CareerCup

node* merge(node* n1,node* n2)
{
      node* n;
      if(!n1||!n2)
      {
      	            if(!n1)                     
      	            return n2;
      	            else 
      	            return n1;
      }
      if(n1->val < n2->val)
      {
      
                    n=n1;
                    n->next = merge(n1->next,n2);
      }
      else if(n1->val > n2->val)
      {
      
                    n=n2;
                    n->next = merge(n1,n2->next);
      }
      else
      {
      		    n=n1;
                    n->next=n2;
      		    n->next->next = merge(n1->next,n2->next);
      }
      return n;
}

Please be more specific. What do you mean by Merge ? Are these lists sorted ? Shall we remove duplicate values ?
In general, without any restrictions, we can just att head of second list to tail of first, thats it...

NO HIRE

Candidate cannot even explain a simple interview question properly.

this is merge sort in case of linked lists and you don't have the luxury of using a third list to store the result, you have to modified the given sorted lists in such a way that the combined result is a sorted list with elements from both these lists.

Maintain a pointer to the tail of one linked list. When you need to merge, just use the tail pointer to access the last node of the list and point it's next pointer to the 2nd linked list. Maintaining the tail pointer to the last node of one list is O(1). Merging is also O(1). If maintaining the pointer to the last node of one list is not allowed then the algorithm requires atleast O(n) where 'n' is the length of the smaller of the two linked lists.

Maintain a pointer to the tail of one linked list. When you need to merge, just use the tail pointer to access the last node of the list and point it's next pointer to the 2nd linked list. Maintaining the tail pointer to the last node of one list is O(1). Merging is also O(1). If maintaining the pointer to the last node of one list is not allowed then the algorithm requires atleast O(n) where 'n' is the length of the smaller of the two linked lists.

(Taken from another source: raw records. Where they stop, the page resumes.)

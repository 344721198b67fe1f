//! Assemble the sections of one implementation unit into text.

use objgen_core::lang::runtime;

use crate::backend::writer::UnitWriter;

use super::{Decl, EmitError, LineMapper, Section, UnitEmitter};

impl<'a> UnitEmitter<'a> {
    /// Render the complete implementation unit.
    ///
    /// Every section is computed before any text is written, so a failure in a late section never leaves a partial
    /// unit behind.
    #[tracing::instrument(skip_all, fields(type_name = %self.ty.name))]
    pub fn render(&self) -> Result<String, EmitError> {
        self.validate_enum_constants()?;
        let plan = self.constant_plan()?;

        let mut sections: Vec<(Section, Vec<Decl>)> = Vec::with_capacity(Section::ORDER.len());
        for section in Section::ORDER {
            let decls = match section {
                Section::Constants => {
                    let mut decls = self.emit_constants(&plan);
                    decls.extend(self.emit_static_storage(&plan));
                    decls
                }
                Section::StaticAccessors => self.emit_static_accessors(),
                Section::EnumAccessors => self.emit_enum_accessors(),
                Section::AnnotationAccessors => self.emit_annotation_accessors()?,
                Section::PropertyBindings => self.emit_property_bindings(),
                Section::Constructors => self.emit_constructors(&plan)?,
                Section::Methods => self.emit_methods(&plan)?,
            };
            sections.push((section, decls));
        }

        let mut w = UnitWriter::new();
        let mut lines = LineMapper::new(self.config.emit_line_directives);
        w.include(runtime::SOURCE_HEADER);
        w.include(&format!("{}.h", self.native()));
        w.blank_line();

        let (file_scope, members): (Vec<_>, Vec<_>) = sections.iter().partition(|(s, _)| s.is_file_scope());
        let file_scope: Vec<&Decl> = file_scope.iter().flat_map(|(_, decls)| decls).collect();
        for decl in &file_scope {
            lines.write_decl(&mut w, decl);
        }
        if !file_scope.is_empty() {
            w.blank_line();
        }

        w.line(&format!("@implementation {}", self.native()));
        w.blank_line();
        for decl in members.iter().flat_map(|(_, decls)| decls) {
            lines.write_decl(&mut w, decl);
            w.blank_line();
        }
        w.line("@end");
        Ok(w.finish())
    }
}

public void MergeList(SingleLinkedList l1, SingleLinkedList l2)
{
  if(l1.Head == null)
    l1.Head=l2.Head;
  if(l2.Head==null)
    return;
  ListNode index1=l1.Head, index2=l2.Head;
    if(index2.Value < l1.Head.Value)
    {
      l2.Head = l2.Head.Next;
      index2.Next=l1.Head;
      l1.Head = index2;
      index1 = l1.Head;
      index2 = l2.Head;
    }
  while(index1.Next!=null && index2!=null)
  {
    if(index2.Value > index1.Value && index2.Value<=index1.Next.Value)
    {
      temp = index2;
      index2=index2.Next;
      temp.Next = index1.Next;
      index1.Next = temp;
    }
    index1= index1.Next;
  }
  if(index1.Next==null)
    index1.Next = index2;  
}

node * merge (node * l1, node * l2)
{
    node Head={0};
    node *t = &Head;
    while (l1 && l2)
    {
        if (l1->v > l2->v)
        {    t->next = l2; l2 = l2->next; }
        else
        {    t->next = l1; l1 = l1->next; }
        t = t->next;
    }
    if (l1)
        t->next = l1;
    else
        t->next = l2;
    return Head.next;
}

MS IDC makes fool of people.
People have to come to office on weekends due to workload and do night outs, no work life balance. They pay 10-20% more make people labour.

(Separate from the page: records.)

//! Function and control-flow recovery over a `.text` section.
//!
//! Two entry-discovery strategies run and their results are unioned:
//! following direct call targets (precise, misses never-called leaves) and
//! recognizing common prologue shapes (noisy, catches the rest). Downstream
//! matching tolerates both failure modes: a false entry scores low and falls
//! out unmatched, a missed entry is simply not reported.

use std::collections::{BTreeSet, VecDeque};

use log::{debug, info};
use rustc_hash::FxHashSet;

use crate::decoder::{Decoded, DecoderError, InsnDecoder, MnemonicKind, Operand};
use crate::{BasicBlockInfo, Fingerprint, FunctionInfo};

/// Recovers functions from one section's bytes.
///
/// `base` is the virtual address of `data[0]` (image base plus the section's
/// virtual address); every recovered address lies in `[base, base + len)`.
pub struct FunctionAnalyzer<'a> {
    data: &'a [u8],
    base: u64,
    decoder: InsnDecoder,
}

impl<'a> FunctionAnalyzer<'a> {
    pub fn new(data: &'a [u8], base: u64) -> Result<Self, DecoderError> {
        Ok(FunctionAnalyzer { data, base, decoder: InsnDecoder::new()? })
    }

    /// Recover all candidate functions, ordered by ascending start address.
    pub fn identify_functions(&self) -> Vec<FunctionInfo> {
        info!("scanning {} bytes at {:#x}", self.data.len(), self.base);

        let mut entries = BTreeSet::new();
        self.collect_call_targets(&mut entries);
        let call_targets = entries.len();
        self.collect_prologues(&mut entries);

        info!(
            "found {} function starts ({} from call targets)",
            entries.len(),
            call_targets
        );

        entries
            .into_iter()
            .map(|entry| self.analyze_function(entry))
            .collect()
    }

    /// Build the function record rooted at `start_address`.
    pub fn analyze_function(&self, start_address: u64) -> FunctionInfo {
        let basic_blocks = self.find_basic_blocks(start_address);

        let instruction_count = basic_blocks.iter().map(|b| b.instruction_count()).sum();
        let end_address = basic_blocks
            .iter()
            .map(|b| b.end_address)
            .max()
            .unwrap_or(start_address);

        FunctionInfo {
            start_address,
            end_address,
            fingerprint: Fingerprint {
                block_count: basic_blocks.len(),
                instruction_count,
            },
            basic_blocks,
            similarity_score: 0.0,
            diff_details: Vec::new(),
        }
    }

    /// Strategy (a): walk straight-line code from the section base and chase
    /// direct `call` targets. Each discovered target is scanned once itself.
    fn collect_call_targets(&self, entries: &mut BTreeSet<u64>) {
        let mut worklist = VecDeque::new();
        let mut scanned = FxHashSet::default();
        worklist.push_back(self.base);

        while let Some(start) = worklist.pop_front() {
            if !scanned.insert(start) {
                continue;
            }

            let mut address = start;
            while let Some(offset) = self.offset_of(address) {
                let Some(insn) = self.decoder.decode(&self.data[offset..], address) else {
                    break;
                };

                match insn.kind {
                    MnemonicKind::Call => {
                        if let Some(target) = insn.branch_target() {
                            if self.contains(target) && entries.insert(target) {
                                worklist.push_back(target);
                            }
                        }
                    }
                    // Control flow leaves the straight-line region.
                    MnemonicKind::Ret | MnemonicKind::Jmp => break,
                    _ => {}
                }

                address = insn.end_address();
            }
        }
    }

    /// Strategy (b): byte-wise scan for prologue shapes. A failed decode at
    /// an offset just moves the scan one byte forward.
    fn collect_prologues(&self, entries: &mut BTreeSet<u64>) {
        for offset in 0..self.data.len().saturating_sub(15) {
            let address = self.base + offset as u64;
            if entries.contains(&address) {
                continue;
            }

            let Some(insn) = self.decoder.decode(&self.data[offset..], address) else {
                continue;
            };

            if self.is_prologue(&insn, offset) {
                debug!("prologue at {:#x}: {}", address, insn.text);
                entries.insert(address);
            }
        }
    }

    fn is_prologue(&self, insn: &Decoded, offset: usize) -> bool {
        match insn.kind {
            MnemonicKind::Push => {
                // push rbp immediately followed by mov rbp, rsp
                if insn.first_register() == Some("rbp") && self.is_frame_setup(offset + insn.length) {
                    return true;
                }
                // or a run of saves: push reg; push reg; ...
                self.count_pushes(offset) >= 2
            }
            // sub rsp, imm
            MnemonicKind::Sub => {
                insn.first_register() == Some("rsp")
                    && matches!(insn.operands.get(1), Some(Operand::Immediate(_)))
            }
            _ => false,
        }
    }

    fn is_frame_setup(&self, offset: usize) -> bool {
        if offset >= self.data.len().saturating_sub(3) {
            return false;
        }
        let address = self.base + offset as u64;
        let Some(next) = self.decoder.decode(&self.data[offset..], address) else {
            return false;
        };

        next.kind == MnemonicKind::Mov
            && next.first_register() == Some("rbp")
            && matches!(next.operands.get(1), Some(Operand::Register(r)) if r == "rsp")
    }

    fn count_pushes(&self, mut offset: usize) -> usize {
        let mut count = 0;
        while offset < self.data.len().saturating_sub(3) && count < 4 {
            let address = self.base + offset as u64;
            let Some(insn) = self.decoder.decode(&self.data[offset..], address) else {
                break;
            };
            if insn.kind != MnemonicKind::Push {
                break;
            }
            count += 1;
            offset += insn.length;
        }
        count
    }

    /// Worklist CFG discovery. Blocks are emitted in DFS-pop order, which the
    /// similarity pass relies on for positional alignment.
    fn find_basic_blocks(&self, start_address: u64) -> Vec<BasicBlockInfo> {
        let mut blocks: Vec<BasicBlockInfo> = Vec::new();
        let mut processed = FxHashSet::default();
        let mut stack = vec![start_address];

        while let Some(block_start) = stack.pop() {
            if !processed.insert(block_start) {
                continue;
            }

            let mut instructions = Vec::new();
            let mut successors = Vec::new();
            let mut address = block_start;

            while let Some(offset) = self.offset_of(address) {
                let Some(insn) = self.decoder.decode(&self.data[offset..], address) else {
                    break;
                };

                instructions.push(insn.text.clone());
                address = insn.end_address();

                if !insn.kind.is_control_flow() {
                    continue;
                }

                match insn.kind {
                    MnemonicKind::Ret => {}
                    MnemonicKind::Call => {
                        // The callee is a separate function; only the
                        // fall-through continues this one.
                        if self.contains(address) {
                            successors.push(address);
                            stack.push(address);
                        }
                    }
                    MnemonicKind::Jmp | MnemonicKind::CondJump => {
                        if let Some(target) = insn.branch_target() {
                            if self.contains(target) {
                                successors.push(target);
                                stack.push(target);
                            }
                        }
                        if insn.kind == MnemonicKind::CondJump && self.contains(address) {
                            successors.push(address);
                            stack.push(address);
                        }
                    }
                    _ => unreachable!("is_control_flow covers exactly these kinds"),
                }
                break;
            }

            if !instructions.is_empty() {
                blocks.push(BasicBlockInfo {
                    start_address: block_start,
                    end_address: address,
                    instructions,
                    successors,
                });
            }
        }

        blocks
    }

    fn contains(&self, address: u64) -> bool {
        address >= self.base && address < self.base + self.data.len() as u64
    }

    fn offset_of(&self, address: u64) -> Option<usize> {
        self.contains(address).then(|| (address - self.base) as usize)
    }
}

Do take the feedback from employees before joining MS.

And work is junk, all junk wor from Redmond is transferred to IDC. Ask any team, whether they design, implement products or just do porting or maintenance or make tools.

Sorry for late reply and also for the incomplete question: Lists were sorted - merged list should be sorted. Duplicates should not be removed.

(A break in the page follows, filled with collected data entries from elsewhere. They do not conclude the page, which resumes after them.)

//! Top-level comparison driver.

use std::path::Path;

use anyhow::Result;
use log::{info, warn};
use rustc_hash::FxHashSet;

use crate::analyzer::FunctionAnalyzer;
use crate::loader::Image;
use crate::matching::MatchingEngine;
use crate::{DiffResult, FunctionInfo, FunctionMatch};

/// Orchestrates the pipeline for one pair of images: load, recover
/// functions, match, and partition the residuals.
pub struct BinaryDiffer {
    primary: Image,
    secondary: Image,
}

impl BinaryDiffer {
    /// Load both images. File and header problems surface here; everything
    /// after `new` degrades locally instead of failing.
    pub fn new(primary: impl AsRef<Path>, secondary: impl AsRef<Path>) -> Result<Self> {
        Ok(BinaryDiffer {
            primary: Image::load(primary)?,
            secondary: Image::load(secondary)?,
        })
    }

    pub fn compare(&self) -> Result<DiffResult> {
        let (Some(primary_text), Some(secondary_text)) =
            (self.primary.text_section(), self.secondary.text_section())
        else {
            warn!("no .text section in one of the images; reporting an empty diff");
            return Ok(DiffResult::default());
        };

        info!(
            "text section sizes: primary {}, secondary {}",
            primary_text.data.len(),
            secondary_text.data.len()
        );

        let primary_analyzer = FunctionAnalyzer::new(
            &primary_text.data,
            self.primary.image_base() + primary_text.virtual_address,
        )?;
        let secondary_analyzer = FunctionAnalyzer::new(
            &secondary_text.data,
            self.secondary.image_base() + secondary_text.virtual_address,
        )?;

        let primary_funcs = primary_analyzer.identify_functions();
        let secondary_funcs = secondary_analyzer.identify_functions();

        info!(
            "functions identified: primary {}, secondary {}",
            primary_funcs.len(),
            secondary_funcs.len()
        );

        let matched = MatchingEngine::new().match_functions(&primary_funcs, &secondary_funcs);
        Ok(partition(matched, primary_funcs, secondary_funcs))
    }
}

/// Load two images and diff them in one call.
pub fn diff_binaries(
    primary: impl AsRef<Path>,
    secondary: impl AsRef<Path>,
) -> Result<DiffResult> {
    BinaryDiffer::new(primary, secondary)?.compare()
}

/// Sort the recovered functions into the three-way result: matched pairs
/// plus, per image, everything whose start address no accepted pair claims.
fn partition(
    matched: Vec<FunctionMatch>,
    primary_funcs: Vec<FunctionInfo>,
    secondary_funcs: Vec<FunctionInfo>,
) -> DiffResult {
    let matched_primary: FxHashSet<u64> =
        matched.iter().map(|m| m.primary.start_address).collect();
    let matched_secondary: FxHashSet<u64> =
        matched.iter().map(|m| m.secondary.start_address).collect();

    let unmatched_primary = primary_funcs
        .into_iter()
        .filter(|f| !matched_primary.contains(&f.start_address))
        .collect();
    let unmatched_secondary = secondary_funcs
        .into_iter()
        .filter(|f| !matched_secondary.contains(&f.start_address))
        .collect();

    DiffResult { matched, unmatched_primary, unmatched_secondary }
}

Node *  Merge ( Node * H1 , Node *H2 )
{
	if ( ! H1 ) return H2 ;
	if ( ! H2 ) return H1 ;
	if ( H1 -> data < H2 -> data ) 
	{
		H1->next = Merge ( H1 -> next , H2 ) ;
		return H1;
	}
	else
	{
		H2->next = Merge ( H1 , H2 -> next );
		return H2 ;
	}
}

node *merge(node *a, node *b)
{
	node *tmp, *head;
	
	if (a == NULL)
		return b;
	else if (b == NULL)
		return a;

        /* saving the head pointer */		
	if (a->data < b->data)
	{
		tmp = a;
		a = a->next;
	}
	else
	{ 
		tmp = b;
		b = b->next;
	}
	
	head = tmp;
	
        /* looping */
	while(1)
	{
		if (a == NULL)
		{
			tmp->next = b;
			break;
		}
		else if (b== NULL)
		{
			tmp->next = a;
			break;
		}
		else if (a->data < b->data)
		{
			tmp->next = a;
			tmp = tmp->next;
			a = a->next;
		}
		else if (a->data > b->data)
		{
			tmp->next = b;
			tmp = tmp->next;
			b = b->next;
		}
	}
	
	return head;
}